*Material for this exercise*
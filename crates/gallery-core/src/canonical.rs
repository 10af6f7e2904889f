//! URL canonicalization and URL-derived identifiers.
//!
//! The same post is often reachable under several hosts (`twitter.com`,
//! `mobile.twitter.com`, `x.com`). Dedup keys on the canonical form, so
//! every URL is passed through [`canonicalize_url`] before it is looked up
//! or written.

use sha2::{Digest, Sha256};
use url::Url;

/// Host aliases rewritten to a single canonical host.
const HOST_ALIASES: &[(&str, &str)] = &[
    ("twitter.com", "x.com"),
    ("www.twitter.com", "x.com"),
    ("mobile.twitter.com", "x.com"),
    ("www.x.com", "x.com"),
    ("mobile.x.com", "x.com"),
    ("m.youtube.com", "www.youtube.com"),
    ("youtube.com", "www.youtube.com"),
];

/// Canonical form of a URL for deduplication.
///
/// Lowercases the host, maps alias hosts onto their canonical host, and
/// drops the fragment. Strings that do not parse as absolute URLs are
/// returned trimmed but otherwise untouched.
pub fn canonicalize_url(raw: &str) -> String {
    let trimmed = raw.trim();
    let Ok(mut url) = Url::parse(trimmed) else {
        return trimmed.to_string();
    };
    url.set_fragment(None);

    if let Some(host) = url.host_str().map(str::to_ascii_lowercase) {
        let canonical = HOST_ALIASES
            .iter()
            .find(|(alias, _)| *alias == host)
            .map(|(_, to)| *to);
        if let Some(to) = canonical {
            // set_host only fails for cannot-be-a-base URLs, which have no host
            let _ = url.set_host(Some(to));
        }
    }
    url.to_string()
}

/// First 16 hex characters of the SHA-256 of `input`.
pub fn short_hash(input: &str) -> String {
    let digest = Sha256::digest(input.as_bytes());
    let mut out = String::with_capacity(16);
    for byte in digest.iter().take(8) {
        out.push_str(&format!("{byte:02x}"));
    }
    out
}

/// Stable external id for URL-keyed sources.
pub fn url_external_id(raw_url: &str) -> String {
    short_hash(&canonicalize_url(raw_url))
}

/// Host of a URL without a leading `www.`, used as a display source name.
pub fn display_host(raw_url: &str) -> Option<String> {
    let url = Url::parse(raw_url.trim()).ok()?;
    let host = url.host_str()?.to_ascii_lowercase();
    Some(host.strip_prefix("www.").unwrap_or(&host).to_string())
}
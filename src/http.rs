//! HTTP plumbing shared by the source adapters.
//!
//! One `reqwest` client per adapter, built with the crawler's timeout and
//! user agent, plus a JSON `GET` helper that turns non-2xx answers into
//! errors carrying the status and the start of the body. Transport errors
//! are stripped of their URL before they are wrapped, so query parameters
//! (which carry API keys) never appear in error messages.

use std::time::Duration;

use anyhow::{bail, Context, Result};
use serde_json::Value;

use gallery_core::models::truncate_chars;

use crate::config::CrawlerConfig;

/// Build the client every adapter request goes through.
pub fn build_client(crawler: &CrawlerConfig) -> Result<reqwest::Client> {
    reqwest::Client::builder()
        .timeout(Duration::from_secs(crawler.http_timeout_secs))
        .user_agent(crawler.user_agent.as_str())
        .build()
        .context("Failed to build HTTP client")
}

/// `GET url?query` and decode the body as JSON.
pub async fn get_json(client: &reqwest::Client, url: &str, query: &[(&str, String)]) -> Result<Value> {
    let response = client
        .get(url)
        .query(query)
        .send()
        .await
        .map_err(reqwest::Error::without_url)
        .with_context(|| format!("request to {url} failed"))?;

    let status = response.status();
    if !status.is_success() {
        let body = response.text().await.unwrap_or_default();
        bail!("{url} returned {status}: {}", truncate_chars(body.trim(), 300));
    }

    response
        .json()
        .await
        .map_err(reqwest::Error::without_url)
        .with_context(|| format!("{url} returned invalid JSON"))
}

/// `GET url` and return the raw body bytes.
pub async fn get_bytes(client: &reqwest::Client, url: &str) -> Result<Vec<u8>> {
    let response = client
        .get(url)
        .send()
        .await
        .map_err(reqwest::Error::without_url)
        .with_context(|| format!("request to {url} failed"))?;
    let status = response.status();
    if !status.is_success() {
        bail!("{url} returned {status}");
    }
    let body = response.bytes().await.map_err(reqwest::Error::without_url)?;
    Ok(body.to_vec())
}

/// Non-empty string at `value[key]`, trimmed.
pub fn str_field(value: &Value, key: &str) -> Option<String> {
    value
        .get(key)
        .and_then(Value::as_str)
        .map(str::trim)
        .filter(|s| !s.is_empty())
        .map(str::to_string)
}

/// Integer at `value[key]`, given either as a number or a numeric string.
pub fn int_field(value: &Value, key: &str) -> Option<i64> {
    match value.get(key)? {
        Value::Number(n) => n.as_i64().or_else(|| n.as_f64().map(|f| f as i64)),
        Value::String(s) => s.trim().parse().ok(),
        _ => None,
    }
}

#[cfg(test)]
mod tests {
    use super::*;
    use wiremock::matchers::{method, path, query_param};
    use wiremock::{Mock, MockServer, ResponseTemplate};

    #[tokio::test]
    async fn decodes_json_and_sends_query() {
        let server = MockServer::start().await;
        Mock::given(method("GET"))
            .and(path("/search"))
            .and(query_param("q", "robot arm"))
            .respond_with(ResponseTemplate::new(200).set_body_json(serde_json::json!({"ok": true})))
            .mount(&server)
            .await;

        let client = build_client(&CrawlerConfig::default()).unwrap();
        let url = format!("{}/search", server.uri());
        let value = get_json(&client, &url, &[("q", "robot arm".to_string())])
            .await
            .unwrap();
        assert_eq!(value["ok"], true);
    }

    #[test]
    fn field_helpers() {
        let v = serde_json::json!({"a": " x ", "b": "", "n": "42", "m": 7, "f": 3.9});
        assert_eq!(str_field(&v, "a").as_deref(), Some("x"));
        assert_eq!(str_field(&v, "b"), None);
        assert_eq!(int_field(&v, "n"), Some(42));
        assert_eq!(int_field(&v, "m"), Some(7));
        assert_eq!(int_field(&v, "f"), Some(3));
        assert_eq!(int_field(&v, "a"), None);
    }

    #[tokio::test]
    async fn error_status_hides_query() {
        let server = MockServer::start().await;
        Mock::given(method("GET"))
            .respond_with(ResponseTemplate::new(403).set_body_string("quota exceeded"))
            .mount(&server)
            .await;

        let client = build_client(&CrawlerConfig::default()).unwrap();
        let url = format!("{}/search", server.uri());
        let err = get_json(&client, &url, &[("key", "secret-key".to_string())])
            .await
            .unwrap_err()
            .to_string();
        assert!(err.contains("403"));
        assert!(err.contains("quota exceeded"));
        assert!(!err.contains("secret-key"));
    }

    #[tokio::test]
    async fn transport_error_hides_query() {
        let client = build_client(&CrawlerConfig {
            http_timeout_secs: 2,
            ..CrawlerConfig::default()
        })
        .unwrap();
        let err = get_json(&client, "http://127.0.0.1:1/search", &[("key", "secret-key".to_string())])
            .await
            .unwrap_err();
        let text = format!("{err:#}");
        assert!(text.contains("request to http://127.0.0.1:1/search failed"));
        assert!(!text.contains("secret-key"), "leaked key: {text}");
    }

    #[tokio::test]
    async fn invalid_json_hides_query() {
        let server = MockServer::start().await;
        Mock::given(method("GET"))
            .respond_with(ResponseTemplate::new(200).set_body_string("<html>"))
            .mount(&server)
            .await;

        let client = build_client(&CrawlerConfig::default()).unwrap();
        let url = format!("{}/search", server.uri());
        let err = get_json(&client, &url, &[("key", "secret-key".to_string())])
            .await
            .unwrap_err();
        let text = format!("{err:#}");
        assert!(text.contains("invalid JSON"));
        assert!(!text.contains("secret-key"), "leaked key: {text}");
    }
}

*What you have to do*
Check each line of the data above for the word "URLs" and say how many lines contain it, giving nothing besides the number.

*Answer below*
2